[Opening Provided information section]

use chrono::{DateTime, Utc};
use serde::{Deserialize, Serialize};
use utoipa::ToSchema;

use super::supply::SupplySnapshot;
use crate::error::{Result, ServiceError};

/// A lot's link to the catalog: either a supply id or an embedded partial
/// supply, never both and never neither.
#[derive(Debug, Clone, PartialEq, Serialize, Deserialize, ToSchema)]
#[serde(rename_all = "snake_case")]
pub enum SupplyRef {
    ById(i64),
    Embedded(SupplySnapshot),
}

impl SupplyRef {
    /// Splits the reference into the `(supply_id, supply_data)` column pair.
    pub fn to_columns(&self) -> Result<(Option<i64>, Option<serde_json::Value>)> {
        match self {
            SupplyRef::ById(id) => Ok((Some(*id), None)),
            SupplyRef::Embedded(snapshot) => Ok((None, Some(serde_json::to_value(snapshot)?))),
        }
    }

    fn from_columns(
        supply_id: Option<i64>,
        supply_data: Option<serde_json::Value>,
    ) -> Result<Self> {
        match (supply_id, supply_data) {
            (Some(id), None) => Ok(SupplyRef::ById(id)),
            // The data came from our own table; failing to decode it is a
            // corrupt row, not a client error.
            (None, Some(data)) => serde_json::from_value(data)
                .map(SupplyRef::Embedded)
                .map_err(|e| {
                    ServiceError::internal(format!("corrupt embedded supply data: {e}"))
                }),
            (Some(_), Some(_)) => Err(ServiceError::internal(
                "lot row carries both a supply reference and embedded supply data",
            )),
            (None, None) => Err(ServiceError::internal(
                "lot row carries neither a supply reference nor embedded supply data",
            )),
        }
    }
}

/// A stock lot.
#[derive(Debug, Clone, PartialEq, Serialize, Deserialize, ToSchema)]
pub struct InventoryLot {
    pub id: i64,
    pub supply: SupplyRef,
    pub quantity: i32,
    pub expiry_date: Option<DateTime<Utc>>,
    /// Set by `claim`; a non-null owner puts the lot in the personal bucket.
    pub owner_id: Option<String>,
    pub created_at: DateTime<Utc>,
}

/// Raw row shape for `inventory_lots`. Converted into [`InventoryLot`] so the
/// reference-vs-embedded invariant is checked at the row boundary.
#[derive(Debug, Clone, sqlx::FromRow)]
pub struct LotRow {
    pub id: i64,
    pub supply_id: Option<i64>,
    pub supply_data: Option<serde_json::Value>,
    pub quantity: i32,
    pub expiry_date: Option<DateTime<Utc>>,
    pub owner_id: Option<String>,
    pub created_at: DateTime<Utc>,
}

impl TryFrom<LotRow> for InventoryLot {
    type Error = ServiceError;

    fn try_from(row: LotRow) -> Result<Self> {
        Ok(InventoryLot {
            id: row.id,
            supply: SupplyRef::from_columns(row.supply_id, row.supply_data)?,
            quantity: row.quantity,
            expiry_date: row.expiry_date,
            owner_id: row.owner_id,
            created_at: row.created_at,
        })
    }
}

/// One partition of a categorized read. `count` is the total matching rows
/// for the partition before pagination.
#[derive(Debug, Clone, PartialEq, Serialize, Deserialize, ToSchema)]
pub struct LotBucket {
    pub data: Vec<InventoryLot>,
    pub count: i64,
}

/// The three-way partition of the lots table: unowned and unexpired,
/// owned (any expiry), and unowned but expired.
#[derive(Debug, Clone, PartialEq, Serialize, Deserialize, ToSchema)]
pub struct CategorizedLots {
    pub current: LotBucket,
    pub personal: LotBucket,
    pub expired: LotBucket,
}

/// Aggregate on-hand quantity for one supply across its lots.
#[derive(Debug, Clone, Copy, PartialEq, Eq, Serialize, Deserialize, ToSchema)]
pub struct StockLevel {
    pub quantity: i64,
    pub lots: i64,
}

[Closing Provided information section]

▶ **Problem to solve**: Check every line of the listing for the string "carries" and report how many lines have it, as a number alone.

▶ **Result of the exercise**: 2